Additionally, the regions stimulated during the execution of a cognitive task influence the patterns. Most notably, the strength of the observed oscillations in flexibility between 2-back and 0-back seems to depend on the total weighted degree (strength) of the stimulated nodes. Stimulating nodes with a median strength leads to the outcomes most similar to the empirically relevant nodes. On the other hand, the precise location of the stimulated nodes, or the overlap of their associated brain atlas regions with the brain areas that are empirically related to working memory does not influence the outcome much. Interestingly, when highly interconnected nodes are stimulated, the difference in maximum flexibility between task blocks with and without input increases. This is matched by the small but statistically significant difference between the flexibility peaks in the empirical data. These results suggest that the cognitive tasks which involve the contribution of weight hubs in the network can significantly influence the regrouping behaviors of the nodes in the brain. This discovery holds significance as it can provide valuable insights into the investigations regarding the link between cognitive task performance, network hubs, and brain disorders90,91,92.

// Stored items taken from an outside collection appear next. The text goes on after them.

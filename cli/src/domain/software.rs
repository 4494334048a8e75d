//! Conflicting third-party software.
//!
//! This module is intentionally free of I/O, async, and external layer imports.

use crate::domain::probe::ProbeVerdict;

/// Executables of anti-virus, backup, virtualization and directory-join
/// tooling that conflict with the managed agents.
pub const CONFLICTING_SOFTWARE: &[&str] = &[
    "ma",
    "cma",
    "aex-bootstrap",
    "aex-configure",
    "aex-diagnostics",
    "aex-env",
    "aex-uninstall",
    "aex-helper",
    "aex-cta",
    "pbis",
    "domainjoin-cli",
    "adinfo",
    "adcheck",
    "adquery",
    "vmware-toolbox-cmd",
    "vmware-user",
    "realmd",
];

/// Built-in list followed by the caller's additions, built fresh per call.
#[must_use]
pub fn software_to_scan(custom: Option<&[String]>) -> Vec<String> {
    CONFLICTING_SOFTWARE
        .iter()
        .map(ToString::to_string)
        .chain(custom.unwrap_or_default().iter().cloned())
        .collect()
}

/// Decide the check from the executables that were found on `PATH`.
#[must_use]
pub fn evaluate_found_software(found: &[String]) -> ProbeVerdict {
    if found.is_empty() {
        return ProbeVerdict::pass_with("Unwanted software may exist, but nothing was found");
    }
    ProbeVerdict::fail(format!(
        "Please remove the following software: {}",
        found.join(", ")
    ))
}
//! Extract stage: pull new plays from upstream into a raw snapshot.

use super::{raw_snapshot_key, EtlError, RawPlayRecord};
use crate::blob_store::BlobStore;
use crate::guard::{Stage, StageGuard};
use crate::upstream::RecentlyPlayedSource;
use crate::window::WindowKey;
use anyhow::Context;
use chrono::Utc;
use std::sync::Arc;
use tracing::{error, info};

pub struct Extractor {
    source: Box<dyn RecentlyPlayedSource>,
    blobs: Arc<dyn BlobStore>,
    guard: StageGuard,
}

impl Extractor {
    pub fn new(source: Box<dyn RecentlyPlayedSource>, blobs: Arc<dyn BlobStore>) -> Self {
        let guard = StageGuard::new(blobs.clone());
        Self {
            source,
            blobs,
            guard,
        }
    }

    /// Extract the window covering the last `window_hours`.
    ///
    /// If the stage is already completed or in flight for that window, the
    /// existing window key is returned without touching upstream.
    pub fn run(&self, window_hours: u32) -> Result<WindowKey, EtlError> {
        let window = WindowKey::compute(Utc::now(), window_hours);
        self.run_window(&window)?;
        Ok(window)
    }

    /// Extract a specific window. Separated from `run` so tests (and
    /// backfills) can pin the window instead of depending on the clock.
    pub fn run_window(&self, window: &WindowKey) -> Result<(), EtlError> {
        if !self.guard.try_begin(Stage::Extract, window.as_str())? {
            return Ok(());
        }

        match self.extract_window(window) {
            Ok(count) => {
                self.guard.complete(Stage::Extract, window.as_str())?;
                info!(
                    "Extract complete for window {}: {} raw records",
                    window, count
                );
                Ok(())
            }
            Err(e) => {
                error!("Extract failed for window {}: {}", window, e);
                if let Err(abort_err) = self.guard.abort(Stage::Extract, window.as_str()) {
                    error!("Failed to release extract marker: {}", abort_err);
                }
                Err(e)
            }
        }
    }

    fn extract_window(&self, window: &WindowKey) -> Result<usize, EtlError> {
        info!(
            "Extracting plays after {} (window {})",
            window.start(),
            window
        );
        let records: Vec<RawPlayRecord> = self.source.fetch_after(window.after_ms())?;

        let bytes = serde_json::to_vec_pretty(&records)
            .context("Failed to serialize raw snapshot")?;
        self.blobs.put(&raw_snapshot_key(window.as_str()), &bytes)?;
        Ok(records.len())
    }
}
//! The extract → transform → load pipeline.
//!
//! Stages never talk to each other directly: each one reads its input
//! snapshot from the blob store, claims its (stage, window) slot through the
//! idempotency guard, writes its output, and only then records completion.
//! Ordering between stages is enforced by those markers, not by any handoff
//! channel.

mod extract;
mod load;
mod models;
mod transform;

pub use extract::Extractor;
pub use load::Loader;
pub use models::{CalendarFields, EnrichedPlay, RawPlayRecord};
pub use transform::Transformer;

use crate::upstream::UpstreamError;
use thiserror::Error;

/// Run-fatal pipeline errors. Row-level load failures are not here: the
/// loader contains those (skip, count, continue) rather than aborting the
/// batch.
#[derive(Debug, Error)]
pub enum EtlError {
    #[error(transparent)]
    Upstream(#[from] UpstreamError),

    /// A non-empty raw snapshot filtered down to nothing. Distinct from an
    /// empty upstream window, which is acceptable.
    #[error("Validation failed: {0}")]
    Validation(String),

    /// Blob or database I/O failure.
    #[error("Persistence error: {0}")]
    Persistence(#[from] anyhow::Error),
}

pub fn raw_snapshot_key(window_key: &str) -> String {
    format!("raw/{}/recently_played.json", window_key)
}

pub fn processed_snapshot_key(window_key: &str) -> String {
    format!("processed/{}/recently_played.json", window_key)
}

We believe that a great value of our simplified model is that it facilitates the discovery of such effects by allowing for the variation of model parameters. Since the flexibility difference disappears when less interconnected nodes are stimulated, our model furthermore suggests an explanation for that effect, which future research will have to substantiate: namely, that working memory associated brain areas are well connected nodes of the network and The more heavy the nodes linked to a task are, the more extensive adjustments are required in brain modules to execute the task.

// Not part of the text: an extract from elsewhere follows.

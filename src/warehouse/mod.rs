mod schema;
mod store;

pub use store::{LoadReport, RowError, SqliteWarehouse, WarehouseStats};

In conclusion, the observed flexibility pattern in the brain is the result of a complex interaction between the structure of the brain and the activation of cognitively relevant regions during the execution of each task. A short report of the capacity of template flexibility measure to classify schizophrenia patients performing a “theory of mind” task can be found here32. Future studies that include modifying the model’s structural and functional components in accordance with the literature on schizophrenia might help in replicating and explaining the larger variation in patients compared to the control group. Despite the success in reconstructing the flexibility pattern, our model has severe simplifications and limitations. Part of this comes from the N-back task nature. Although the N-back task is a well-studied manipulation of working-memory, the task’s structure makes it difficult to differentiate the cognitive processes of working-memory maintenance from information manipulation20,93. While using the averaged DTI-based matrix has clear benefits, it also has drawbacks; (1) diffusion MRI is a powerful technique but can only provide an estimation of white matter pathways organisation94, (2) tensor-based methods consistently underestimate the connectivity patterns because of white matter complex geometry (e.g. crossing fibers)95, and (3) the number of streamlines estimated with tractography is only a poor approximation of the actual microscopical fibre count and should be used with caution96. Our study was simplified by taking 0-back as the baseline and associating input only with the 2-back condition blocks. Although this follows the idea of task design (stimulating all elements of cognition in the baseline condition except for the aspect being researched), it is a very rough approximation of the cognitive process. Another limitation is the ability of a single Fitzhugh-Nagumo oscillator to simulate the overall neural activity of each brain area as large as a few cubic centimeters. The choice of region size has a substantial impact on our spatial resolution. Therefore, we neglect the critical fine-scale diversity in the complexity of human brain function. Yet even with all simplifications and limitations, we believe that this study sheds some light on the possibility of modeling brain reconfiguration and the significance of brain structure in the reconfiguration process.